There was a leadership vacuum on this team following the early departures of Jonny Flynn and Eric Devendorf. But where those players "led" with a mixture of hype, arrogance, and a sort of frantic bravado, Johnson has had a calm, confident demeanor that has rubbed off on the rest of the team.
Also, Johnson essentially filled the role of perpetually disappointing Paul Harris, who also left the team over the summer. And as a fan and student of Syracuse basketball for nearly 25 years I can say this without hesitation: Paul Harris was the worst defensive player in the history of the Orange's fabled 2-3 zone. By far, bar none, Harris had absolutely no idea what he was doing in the back of the zone. And his missteps and his constantly being out of position often left Syracuse's big men exposed, which led to foul trouble and shoddy rebounding by the defense as a unit. Johnson has been the polar opposite. He is agile and intelligent enough to handle defending the perimeter but also athletic enough to both defend and rebound on the interior.

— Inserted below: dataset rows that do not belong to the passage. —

use std::net::{IpAddr, Ipv4Addr};

use tracing::{debug, trace};

use crate::err::EngineError;
use crate::flags::EventFlags;
use crate::iob::BufferPool;
use crate::protocol::{NetworkDevice, ProtocolLayer};
use crate::queue::SegmentQueue;
use crate::seq::{wrapping_le, wrapping_lt};
use crate::EngineConfig;

/// Event subscription a connection holds with the protocol layer. Detached
/// during teardown so in-flight events delivered after loss become no-ops.
#[derive(Debug, Clone, Copy)]
struct Subscription {
    mask: EventFlags,
    attached: bool,
}

impl Default for Subscription {
    fn default() -> Self {
        Self { mask: EventFlags::empty(), attached: false }
    }
}

/// Result of a single [`Connection::on_event`] invocation.
#[derive(Debug, Clone, Copy)]
pub struct PollOutcome {
    /// The flags the caller passed in, with `POLL` cleared if a segment was
    /// emitted this invocation.
    pub flags: EventFlags,
    /// `true` if this event tore the connection's send state down.
    pub lost: bool,
}

/// Engine-visible state for one TCP connection's write path: the two
/// segment queues, their flow-control counters, and the event subscription
/// that drives them. Generic over the buffer pool so tests can swap in a
/// small pool without pulling in the engine's default sizing.
pub struct Connection<P: BufferPool> {
    write_q: SegmentQueue,
    unacked_q: SegmentQueue,
    /// Bytes transmitted and not yet acknowledged.
    unacked_bytes: usize,
    /// Cumulative bytes enqueued into the stream since the connection's ISN.
    sent_bytes: usize,
    /// Segments dropped after exhausting their retransmission budget.
    expired: u64,
    peer: IpAddr,
    pool: P,
    config: EngineConfig,
    subscription: Subscription,
}

impl<P: BufferPool> Connection<P> {
    pub fn new(peer: IpAddr, pool: P, config: EngineConfig) -> Self {
        Self {
            write_q: SegmentQueue::new(),
            unacked_q: SegmentQueue::new(),
            unacked_bytes: 0,
            sent_bytes: 0,
            expired: 0,
            peer,
            pool,
            config,
            subscription: Subscription::default(),
        }
    }

    pub fn unacked(&self) -> usize {
        self.unacked_bytes
    }

    pub fn sent(&self) -> usize {
        self.sent_bytes
    }

    pub fn expired(&self) -> u64 {
        self.expired
    }

    pub fn write_q_len(&self) -> usize {
        self.write_q.len()
    }

    pub fn unacked_q_len(&self) -> usize {
        self.unacked_q.len()
    }

    /// Copies `bytes` into a freshly allocated buffer and appends it to
    /// `write_q`. Returns the number of bytes accepted (always `bytes.len()`
    /// on success, since partial acceptance is not a concept at this layer).
    pub fn send(&mut self, bytes: &[u8], dev: &mut impl NetworkDevice) -> Result<usize, EngineError> {
        if bytes.is_empty() {
            return Ok(0);
        }

        if !self.subscription.attached {
            self.subscription.mask = EventFlags::ACK
                | EventFlags::REXMIT
                | EventFlags::POLL
                | EventFlags::CLOSE
                | EventFlags::ABORT
                | EventFlags::TIMEDOUT;
            self.subscription.attached = true;
        }

        let mut w = crate::segment::WriteBuffer::alloc(&self.pool)?;
        w.copy_in(bytes)?;
        self.write_q.enqueue_tail(w);
        trace!(len = bytes.len(), "enqueued write buffer");
        dev.notify_tx_available(self.peer);
        Ok(bytes.len())
    }

    /// Dispatches one poll/interrupt occasion. Always called with exclusive
    /// access to this connection; never suspends.
    pub fn on_event(
        &mut self,
        flags: EventFlags,
        proto: &mut impl ProtocolLayer,
        dev: &mut impl NetworkDevice,
    ) -> PollOutcome {
        if flags.contains(EventFlags::ACK) {
            self.apply_ack(proto.ackno());
        }

        if flags.is_loss() {
            debug!(?flags, "connection lost, tearing down send state");
            self.teardown();
            return PollOutcome { flags, lost: true };
        }

        if flags.contains(EventFlags::REXMIT) {
            self.process_rexmit();
        }

        let out_flags = self.try_transmit(flags, proto, dev);
        PollOutcome { flags: out_flags, lost: false }
    }

    fn apply_ack(&mut self, ackno: u32) {
        while let Some(front) = self.unacked_q.head() {
            let Some(seqno) = front.seqno else { break };
            if !wrapping_lt(seqno, ackno) {
                // ordered_insert keeps unacked_q ascending by seqno, so once
                // one buffer is unreachable by this ack, so is everything
                // after it.
                break;
            }
            let lastseq = front.lastseq().expect("assigned seqno implies lastseq");
            if wrapping_le(lastseq, ackno) {
                let w = self.unacked_q.pop_head().expect("front checked above");
                trace!(seqno, "buffer fully acknowledged");
                drop(w);
                continue;
            }
            // ackno falls strictly inside this buffer: trim and stop, since
            // unacked_q is ordered and nothing past this buffer can be acked.
            let trimlen = (ackno.wrapping_sub(seqno) as usize).min(front.sent);
            let w = self.unacked_q.head_mut().expect("front checked above");
            w.trim_head(trimlen);
            w.seqno = Some(ackno);
            break;
        }

        if let Some(w) = self.write_q.head_mut() {
            if w.sent > 0 {
                if let Some(seqno) = w.seqno {
                    if wrapping_lt(seqno, ackno) {
                        let nacked = (ackno.wrapping_sub(seqno) as usize).min(w.sent);
                        w.trim_head(nacked);
                        w.seqno = Some(ackno);
                    }
                }
            }
        }
    }

    fn process_rexmit(&mut self) {
        let max_rtx = self.config.max_rtx;

        if let Some(w) = self.write_q.head_mut() {
            if w.sent > 0 {
                let sent = w.sent;
                self.unacked_bytes = self.unacked_bytes.saturating_sub(sent);
                self.sent_bytes = self.sent_bytes.saturating_sub(sent);
                w.sent = 0;
                w.nrtx += 1;
                if w.nrtx >= max_rtx {
                    let expired = self.write_q.pop_head().expect("head checked above");
                    debug!(nrtx = expired.nrtx, "write_q head expired on rexmit");
                    drop(expired);
                    self.expired += 1;
                }
            }
        }

        while let Some(mut w) = self.unacked_q.pop_tail() {
            let sent = w.sent;
            self.unacked_bytes = self.unacked_bytes.saturating_sub(sent);
            self.sent_bytes = self.sent_bytes.saturating_sub(sent);
            w.sent = 0;
            w.nrtx += 1;
            if w.nrtx >= max_rtx {
                debug!(seqno = ?w.seqno, "unacked buffer expired on rexmit");
                drop(w);
                self.expired += 1;
            } else {
                self.write_q.ordered_insert(w);
            }
        }
    }

    fn try_transmit(
        &mut self,
        flags: EventFlags,
        proto: &mut impl ProtocolLayer,
        dev: &mut impl NetworkDevice,
    ) -> EventFlags {
        let mut flags = flags;

        // the device's single outbound slot may already be claimed by
        // another connection's transmission this same poll tick.
        if dev.slot_claimed() {
            return flags;
        }
        if !proto.established() {
            return flags;
        }
        if !(flags.contains(EventFlags::POLL) || flags.contains(EventFlags::REXMIT)) {
            return flags;
        }
        if self.write_q.is_empty() {
            return flags;
        }
        if !dev.arp_resolved(self.peer) {
            return flags;
        }

        let full = {
            let mss = proto.mss();
            let winsize = proto.winsize();
            let w = self.write_q.head_mut().expect("checked non-empty above");
            let sndlen = w.remaining().min(mss).min(winsize);
            if sndlen == 0 {
                return flags;
            }

            if w.sent == 0 {
                if w.seqno.is_none() {
                    w.seqno = Some(proto.isn().wrapping_add(self.sent_bytes as u32));
                }
                // overwrite sndseq here: the ack path above may already have
                // advanced it for a different buffer this same event.
                proto.set_sndseq(w.seqno.expect("just assigned"));
            }

            let offset = w.sent;
            dev.transmit(w.payload(), offset, sndlen);
            self.unacked_bytes += sndlen;
            self.sent_bytes += sndlen;
            w.sent += sndlen;
            w.sent == w.pktlen()
        };

        if full {
            let w = self.write_q.pop_head().expect("just transmitted from head");
            trace!(seqno = ?w.seqno, "buffer fully transmitted, moving to unacked_q");
            self.unacked_q.ordered_insert(w);
        }

        flags.remove(EventFlags::POLL);
        flags
    }

    fn teardown(&mut self) {
        self.subscription.mask = EventFlags::empty();
        self.subscription.attached = false;
        for w in self.unacked_q.drain_all() {
            drop(w);
        }
        for w in self.write_q.drain_all() {
            drop(w);
        }
        self.sent_bytes = 0;
    }
}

I shudder to think about where the Orange would be headed if they had not added the transfer with the biggest impact in college hoops. But he is not on the only old face with a new place this year, as several other transfers have really given a jolt to their respective rosters. Below are nine other players that join Johnson as the Top 10 transfers in college basketball through the first half of the season:
Taylor King, Villanova - If he had stayed at Duke I'm sure that Taylor King would be one of my most hated players in college hoops right now. But the bottom line is that this multi-faceted forward has been giving the Wildcats exactly what they need. He's managed 11.2 points per game and 6.3 rebounds per game while hitting big shots, playing tough defense, and showing excellent court vision. He can't hold up against most power forwards but without King the Wildcats would have just about nothing near the basket.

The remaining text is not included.